Understanding the underlying technology at a conceptual level — without requiring any programming knowledge — helps clarify both what deepfakes can and cannot do, and why detection is a technically difficult problem.
Generative Adversarial Networks (GANs)
The first generation of sophisticated deepfake video was produced primarily using Generative Adversarial Networks, or GANs. A GAN consists of two neural networks trained simultaneously and in opposition: a generator, which tries to create fake content convincing enough to pass as real, and a discriminator, which tries to distinguish real from generated content. Through thousands of iterations, each network improves in response to the other — the generator producing more convincing output as the discriminator gets better at spotting flaws.

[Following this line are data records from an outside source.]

//! Vector similarity scoring (spec.md §4.4).
//!
//! Cosine rejects zero/near-zero and non-finite vectors outright — there is
//! no sane angle for a zero vector, and a non-finite component poisons every
//! downstream comparison. Dot-product and euclidean accept anything finite.

use crate::config::SimilarityFunction;

use super::VectorIndexError;

/// Vectors with squared norm below this are treated as zero for cosine's
/// zero/near-zero rejection.
const ZERO_NORM_EPSILON: f32 = 1e-12;

fn is_finite_vector(v: &[f32]) -> bool {
    v.iter().all(|x| x.is_finite())
}

/// Scores `a` against `b` under `sim`. Higher is always "more similar" —
/// euclidean returns *negative* squared distance so every similarity
/// function shares max-is-best semantics for top-k ranking.
pub fn score(a: &[f32], b: &[f32], sim: SimilarityFunction) -> Result<f32, VectorIndexError> {
    if a.len() != b.len() {
        return Err(VectorIndexError::DimensionMismatch {
            expected: a.len(),
            actual: b.len(),
        });
    }

    match sim {
        SimilarityFunction::Cosine => {
            if !is_finite_vector(a) || !is_finite_vector(b) {
                return Err(VectorIndexError::NonFiniteVector);
            }
            let norm_a = dot(a, a);
            let norm_b = dot(b, b);
            if norm_a < ZERO_NORM_EPSILON || norm_b < ZERO_NORM_EPSILON {
                return Err(VectorIndexError::ZeroNormVector);
            }
            Ok(dot(a, b) / (norm_a.sqrt() * norm_b.sqrt()))
        }
        SimilarityFunction::DotProduct => {
            if !is_finite_vector(a) || !is_finite_vector(b) {
                return Err(VectorIndexError::NonFiniteVector);
            }
            Ok(dot(a, b))
        }
        SimilarityFunction::Euclidean => {
            if !is_finite_vector(a) || !is_finite_vector(b) {
                return Err(VectorIndexError::NonFiniteVector);
            }
            let d: f32 = a.iter().zip(b).map(|(x, y)| (x - y) * (x - y)).sum();
            Ok(-d)
        }
    }
}

fn dot(a: &[f32], b: &[f32]) -> f32 {
    a.iter().zip(b).map(|(x, y)| x * y).sum()
}

/// Whether `v` has norm within `tolerance` of 1.0 — the per-vector check
/// behind unit-vector-mode detection (spec.md §4.4).
pub fn is_unit_norm(v: &[f32], tolerance: f32) -> bool {
    let norm = dot(v, v).sqrt();
    (norm - 1.0).abs() <= tolerance
}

The result, after sufficient training, is a generator capable of producing synthetic faces, voices, or video frames that are statistically similar to the training data — often indistinguishable to casual inspection.
Diffusion models
By 2022–2023, diffusion models had largely superseded GANs for image generation and were increasingly used for video. A diffusion model learns to reverse the process of gradually adding random noise to an image: given an image corrupted with noise, the model learns to predict and remove that noise, step by step, until a coherent image emerges from what started as a random field. This approach produces images of exceptional photorealism and is the basis of widely used tools including DALL-E, Stable Diffusion, and Midjourney.
For video deepfakes, the dominant technique as of 2026 remains GAN-based face-swapping (replacing one person's face in real footage with another's) and diffusion-based full video generation, which is computationally more intensive.
Voice deepfakes
Audio deepfakes — synthetic voice cloning — use similar approaches applied to speech. Modern voice cloning systems can reproduce an individual's voice characteristics from as little as a few seconds of audio sample with high fidelity. They are widely considered among the most practically dangerous form of synthetic media because they are cheaper to produce than video and harder to verify by ear.
ENISA's 2025 Threat Landscape report flagged voice cloning as a growing vector in fraud operations (see the full report for current figures).1
Footnotes#
-
The ENISA (European Union Agency for Cybersecurity) Threat Landscape report is published annually and covers AI-related threats including synthetic media. The 2025 report, covering July 2024 to June 2025, is available at enisa.europa.eu. ↩